Perineuriomas of soft tissue are rare. About 300 cases have been reported. These tumors are slightly more common in females than males and occur over a wide age range, with a peak in middle-aged adults. Children are rarely affected. Sclerosing perineuriomas are more common in males and usually affect young adults.

Etiology

Soft tissue perineuriomas are nearly always sporadic. Very rare cases have been reported in patients with neurofibromatosis type 1 or neurofibromatosis type 2.

Diagnosis & Treatment

Staging

Not clinically relevant

Pathogenesis

Soft tissue perineuriomas share pathogenetic mechanisms with other nerve sheath tumors. Deletion of 22q12 and mutations in NF2 (encoding the tumor suppressor merlin [NF2]) are the most frequently reported genetic alterations, similar to in schwannomas and meningiomas. Deletion of 17q11 (including NF1) is also a recurrent event in soft tissue perineurioma. Other reported chromosomal alterations include a three-way chromosome 2, 9, and 4 translocation involving ABL1; various chromosomal losses; and a rearrangement involving 10q24 in a soft tissue perineurioma of the foot. Alterations in 10q24 are recurrent events in sclerosing perineuriomas. Malignant perineurial tumors have been less well characterized: loss of chromosome 13q and small deletions of chromosomes 3, 6, and 9 have been reported in 2 cases of low-grade malignant perineurial tumor.

Macroscopic Appearance

Soft tissue perineuriomas are well circumscribed but unencapsulated. The cut surface is usually firm or rubbery and yellow, tan, or white. A small subset of tumors show a gelatinous appearance. Size ranges from < 1 to 20 cm, although most tumors are between 1.5 and 8 cm. The mean size of superficial tumors is 3 cm, compared with 7 cm for deep-seated tumors.

Histopathology

Soft tissue perineuriomas typically show a predominantly storiform or whorled growth pattern. Other distinctive architectural features include long fascicles with tumor cells arranged in a lamellar fashion and perivascular growth. The tumor cells are usually slender spindle cells with wavy or tapering nuclei, indistinct nucleoli, and characteristic delicate bipolar cytoplasmic processes. Some perineuriomas contain shorter, ovoid tumor cells. The stroma is usually collagenous; about 20% of cases contain at least focally myxoid matrix, which is occasionally abundant. Mitotic activity is typically scarce or absent. Occasional soft tissue perineuriomas show degenerative nuclear atypia, including pleomorphic and multinucleated cells, some with nuclear pseudoinclusions. Plexiform architecture has rarely been reported. Sclerosing perineuriomas are composed of cords of small epithelioid to spindle cells in a dense collagenous stroma. Reticular perineuriomas are composed of interconnected, elongated spindle cells with a lacy or reticular architecture. Rare perineuriomas contain cells with intracytoplasmic vacuoles, mimicking lipoblasts. The very rare malignant perineuriomas (perineurial malignant peripheral nerve sheath tumors) show cytoarchitectural features similar to benign soft tissue perineuriomas, in addition to hypercellularity, nuclear atypia and hyperchromasia, and a high mitotic count.
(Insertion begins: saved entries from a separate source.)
//! Comment entity.
//!
//! A comment belongs to exactly one commentable (a video or a post), named by
//! `commentable_type` + `commentable_id`. There is no foreign key behind that
//! pair; callers resolve the target before inserting. Replies point at their
//! parent through `parent_comment_id` and always share the parent's thread.

use sea_orm::entity::prelude::*;
use sea_orm::{ConnectionTrait, Set};
use serde::{Deserialize, Serialize};

use super::entity_status::EntityStatus;

/// Kind of entity a comment is attached to.
#[derive(
    Debug, Clone, Copy, PartialEq, Eq, Hash, Serialize, Deserialize, EnumIter, DeriveActiveEnum,
)]
#[sea_orm(rs_type = "String", db_type = "String(StringLen::N(16))")]
pub enum CommentableType {
    #[sea_orm(string_value = "video")]
    Video,
    #[sea_orm(string_value = "post")]
    Post,
}

#[derive(Clone, Debug, PartialEq, Eq, DeriveEntityModel, Serialize, Deserialize)]
#[sea_orm(table_name = "comment")]
pub struct Model {
    #[sea_orm(primary_key, auto_increment = false)]
    pub id: String,

    /// Author
    pub user_id: String,

    #[sea_orm(column_type = "Text")]
    pub content: String,

    pub commentable_type: CommentableType,

    pub commentable_id: String,

    #[sea_orm(nullable)]
    pub parent_comment_id: Option<String>,

    /// 0 for top-level comments, parent depth + 1 for replies
    pub depth: i32,

    /// Visible direct replies
    pub reply_count: i32,

    pub reaction_count: i32,

    pub status: EntityStatus,

    pub created_at: DateTimeWithTimeZone,

    pub updated_at: DateTimeWithTimeZone,
}

impl Model {
    /// Whether `other` is attached to the same video or post.
    #[must_use]
    pub fn same_thread(&self, other: &Self) -> bool {
        self.commentable_type == other.commentable_type
            && self.commentable_id == other.commentable_id
    }
}

#[derive(Copy, Clone, Debug, EnumIter, DeriveRelation)]
pub enum Relation {
    #[sea_orm(
        belongs_to = "super::user::Entity",
        from = "Column::UserId",
        to = "super::user::Column::Id",
        on_delete = "Cascade"
    )]
    User,

    #[sea_orm(
        belongs_to = "Entity",
        from = "Column::ParentCommentId",
        to = "Column::Id",
        on_delete = "Restrict"
    )]
    Parent,

    #[sea_orm(has_many = "super::reaction::Entity")]
    Reactions,

    #[sea_orm(has_many = "super::report::Entity")]
    Reports,
}

impl Related<super::user::Entity> for Entity {
    fn to() -> RelationDef {
        Relation::User.def()
    }
}

impl Related<super::reaction::Entity> for Entity {
    fn to() -> RelationDef {
        Relation::Reactions.def()
    }
}

impl Related<super::report::Entity> for Entity {
    fn to() -> RelationDef {
        Relation::Reports.def()
    }
}

#[async_trait::async_trait]
impl ActiveModelBehavior for ActiveModel {
    async fn before_save<C>(mut self, _db: &C, insert: bool) -> Result<Self, DbErr>
    where
        C: ConnectionTrait,
    {
        let now: DateTimeWithTimeZone = chrono::Utc::now().into();
        if insert && self.created_at.is_not_set() {
            self.created_at = Set(now);
        }
        self.updated_at = Set(now);
        Ok(self)
    }
}
//! Commentable server entry point.

use std::net::SocketAddr;
use std::sync::Arc;

use anyhow::Context;
use commentable_api::AppState;
use commentable_common::Config;
use tokio::signal;
use tower_http::{
    cors::{Any, CorsLayer},
    trace::TraceLayer,
};
use tracing::{info, warn};
use tracing_subscriber::{EnvFilter, layer::SubscriberExt, util::SubscriberInitExt};

/// Waits for a shutdown signal (SIGINT or SIGTERM).
///
/// On Windows, this only listens for Ctrl+C.
async fn shutdown_signal() {
    let ctrl_c = async {
        if let Err(e) = signal::ctrl_c().await {
            warn!(error = %e, "Failed to listen for Ctrl+C");
            std::future::pending::<()>().await;
        }
    };

    #[cfg(unix)]
    let terminate = async {
        match signal::unix::signal(signal::unix::SignalKind::terminate()) {
            Ok(mut stream) => {
                stream.recv().await;
            }
            Err(e) => {
                warn!(error = %e, "Failed to install SIGTERM handler");
                std::future::pending::<()>().await;
            }
        }
    };

    #[cfg(not(unix))]
    let terminate = std::future::pending::<()>();

    tokio::select! {
        () = ctrl_c => {
            info!("Received SIGINT, initiating graceful shutdown...");
        },
        () = terminate => {
            info!("Received SIGTERM, initiating graceful shutdown...");
        },
    }
}

fn init_tracing() {
    let filter = EnvFilter::try_from_default_env()
        .unwrap_or_else(|_| "commentable=info,tower_http=debug".into());

    let json = std::env::var("LOG_FORMAT").is_ok_and(|format| format.eq_ignore_ascii_case("json"));
    let registry = tracing_subscriber::registry().with(filter);
    if json {
        registry.with(tracing_subscriber::fmt::layer().json()).init();
    } else {
        registry.with(tracing_subscriber::fmt::layer()).init();
    }
}

#[tokio::main]
async fn main() -> anyhow::Result<()> {
    init_tracing();
    info!("Starting commentable server...");

    let config = Config::load().context("loading configuration")?;

    let db = commentable_db::init(&config)
        .await
        .context("connecting to database")?;
    info!("Connected to database");

    info!("Running database migrations...");
    commentable_db::migrate(&db)
        .await
        .context("running migrations")?;
    info!("Migrations complete");

    let addr: SocketAddr = format!("{}:{}", config.server.host, config.server.port)
        .parse()
        .context("parsing listen address")?;

    let state = AppState::new(Arc::new(db), config);

    let app = commentable_api::app(state)
        .layer(TraceLayer::new_for_http())
        .layer(
            CorsLayer::new()
                .allow_origin(Any)
                .allow_methods(Any)
                .allow_headers(Any),
        );

    info!("Listening on {}", addr);
    let listener = tokio::net::TcpListener::bind(addr).await?;
    axum::serve(listener, app)
        .with_graceful_shutdown(shutdown_signal())
        .await?;

    info!("Server shutdown complete");
    Ok(())
}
By immunohistochemistry, perineuriomas consistently express EMA, which ranges from weak and focal to strong and diffuse. Claudin-1 and GLUT1 are also often positive. CD34 is expressed in about 60% of soft tissue perineuriomas. Staining for S100, SOX10, and GFAP is negative. In addition to EMA, sclerosing perineuriomas may show limited staining for keratin.

Cytology

There is little experience with cytological diagnosis of these lesions, but FNA specimens are said to be paucicellular, with smears containing fragments of myxoid stroma.

Prognosis and Prediction

Conventional perineuriomas of soft tissue (and sclerosing and reticular subtypes), including those with degenerative nuclear atypia, are benign and only rarely recur locally. Malignant perineuriomas may sometimes metastasize, but they appear to behave in a less aggressive fashion than conventional malignant peripheral nerve sheath tumors.

Clinical Features

Diagnostic Molecular Pathology

Not clinically relevant

Essential and Desirable Diagnostic Criteria

Essential: storiform, whorled, and lamellar architecture; elongated, slender spindle cells with bipolar cytoplasmic processes; expression of EMA; variable claudin-1, GLUT1, and CD34.